Jacquie was my first learner. We started by establishing what previous skills and experience she had. We then made the first of many learning assessment plans together and agreed what evidence of learning she would need to submit.

We met monthly to review Jacquie’s progress against the assessment plan and agree new actions. We coordinated assessments and set dates for learning milestones with the CST, making sure Jacquie felt confident with them. Recording professional discussions was a great way for us to easily provide evidence of understanding, which is an important element of the qualification. That meant a lot less typing up for both of us which was a bonus.

We did not just focus on individual evidence for each assessment criterion. Instead, one activity or observation provided evidence for many assessment criteria. This reduced repetition and again meant less writing up for Jacquie, although still loads for me! It was great to see Jacquie in her role and see how so many criteria could be seen in one event and the progress bar on her electronic portfolio leaping up.

It was important that Jacquie worked closely with me, her CST and line manager while undertaking the diploma. We agreed regular times for reviews, discussions, observations and one-to-one meetings. It was essential that everyone involved was kept up to date with Jacquie’s progress and any support needed.

It might sound corny, but good communication to understand each other’s expectations, along with regular reviews, was vital to completing the diploma in a timely manner. We maintained steady progress by regularly checking in with everyone and clarifying understanding and expectations.

As soon as Jacquie had any evidence ready she would submit it to me for assessment. I liked to assess it as soon as practical so we could both see positive development and progress. All in all we found it a positive experience!

Confidence grew steadily through learning process

My name is Jacquie. I joined the Coventry and Warwickshire NHS AAA screening programme in September 2017 and was awarded the diploma qualification in August 2018.

As one of the first 100 successful learners I did initially find the qualification a bit daunting, particularly as I did not have a background in healthcare, but a really thorough induction soon eased my worries.

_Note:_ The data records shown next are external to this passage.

//! Dependency Graph
//!
//! This module implements the per-session dependency graph that tracks
//! relationships between signals, derivations and effects.
//!
//! # Overview
//!
//! The graph is directed, with edges meaning "reads from":
//!
//! - Nodes are signals (sources), derivations (cached computations) or
//!   effects (side-effecting leaves)
//! - If A reads B, A is a dependent of B and B is a dependency of A
//! - Event-gated effects additionally carry trigger edges, which schedule
//!   them without being ordinary read dependencies
//!
//! When a signal changes, the invalidation engine walks the dependents to
//! mark derivations dirty and queue affected effects.
//!
//! # Design Decisions
//!
//! 1. Each session owns its own arena, so node ids are dense indices and no
//!    state is shared between sessions.
//!
//! 2. We maintain both forward (dependencies) and reverse (dependents) edges
//!    to enable efficient traversal in both directions.
//!
//! 3. Derivation cycles are never stored: a read of a node that is still
//!    computing fails before the edge is recorded.

mod node;
mod invalidation;

pub use node::{Node, NodeId, NodeKind, NodeState};
pub use invalidation::{Invalidation, InvalidationEngine};
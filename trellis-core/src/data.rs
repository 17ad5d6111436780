//! Dataset boundary.
//!
//! Derivations read tabular data through [`DataSource`]. The engine never
//! writes to it; loading and refreshing data is the host application's job.

use indexmap::IndexMap;

use crate::error::{ReactiveError, Result};
use crate::value::Value;

/// Read-only access to named columns.
pub trait DataSource: Send + Sync {
    /// All values of one column, in row order.
    fn column(&self, name: &str) -> Result<&[Value]>;

    fn column_names(&self) -> Vec<&str>;

    fn row_count(&self) -> usize;

    /// A column as numbers. Fails on the first non-numeric cell.
    fn numeric_column(&self, name: &str) -> Result<Vec<f64>> {
        self.column(name)?.iter().map(Value::as_f64).collect()
    }
}

/// In-memory column store.
#[derive(Debug, Clone, Default)]
pub struct Table {
    columns: IndexMap<String, Vec<Value>>,
    rows: usize,
}

impl Table {
    pub fn new() -> Self {
        Self::default()
    }

    /// Add a column. All columns must have the same length.
    pub fn with_column<I, V>(mut self, name: impl Into<String>, values: I) -> Result<Self>
    where
        I: IntoIterator<Item = V>,
        V: Into<Value>,
    {
        let name = name.into();
        let values: Vec<Value> = values.into_iter().map(Into::into).collect();

        if !self.columns.is_empty() && values.len() != self.rows {
            return Err(ReactiveError::Config(format!(
                "column `{name}` has {} rows, table has {}",
                values.len(),
                self.rows
            )));
        }
        if self.columns.contains_key(&name) {
            return Err(ReactiveError::Config(format!("column `{name}` already exists")));
        }

        self.rows = values.len();
        self.columns.insert(name, values);
        Ok(self)
    }
}

impl DataSource for Table {
    fn column(&self, name: &str) -> Result<&[Value]> {
        self.columns
            .get(name)
            .map(Vec::as_slice)
            .ok_or_else(|| ReactiveError::UnknownColumn(name.to_string()))
    }

    fn column_names(&self) -> Vec<&str> {
        self.columns.keys().map(String::as_str).collect()
    }

    fn row_count(&self) -> usize {
        self.rows
    }
}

I discovered how the qualification was structured into different units, some of them mandatory and others specific to my role as an AAA screening technician. I soon found out who could advise me and what tools and technology were available to help me.

My advice to anyone about to embark on the diploma is that you will find a ton of support from the approved centre, your assessor, CST and colleagues. Always ask for help so that you never have to struggle on your own.

What I liked most about the learning process was that it was led by me, meaning I could provide evidence in a format that suited my style of learning. My confidence grew as I became more knowledgeable and competent.

With support from my CST and assessor I have developed the technical skills and role-related knowledge to become a successful AAA screener. A huge bonus is that my qualification is nationally recognised and transferable in the health care sector. It’s a win win!

Health Screener Diploma update sessions

There are still a few places at the Health Screener Diploma half day update sessions in London on Thursday 7 March 2019.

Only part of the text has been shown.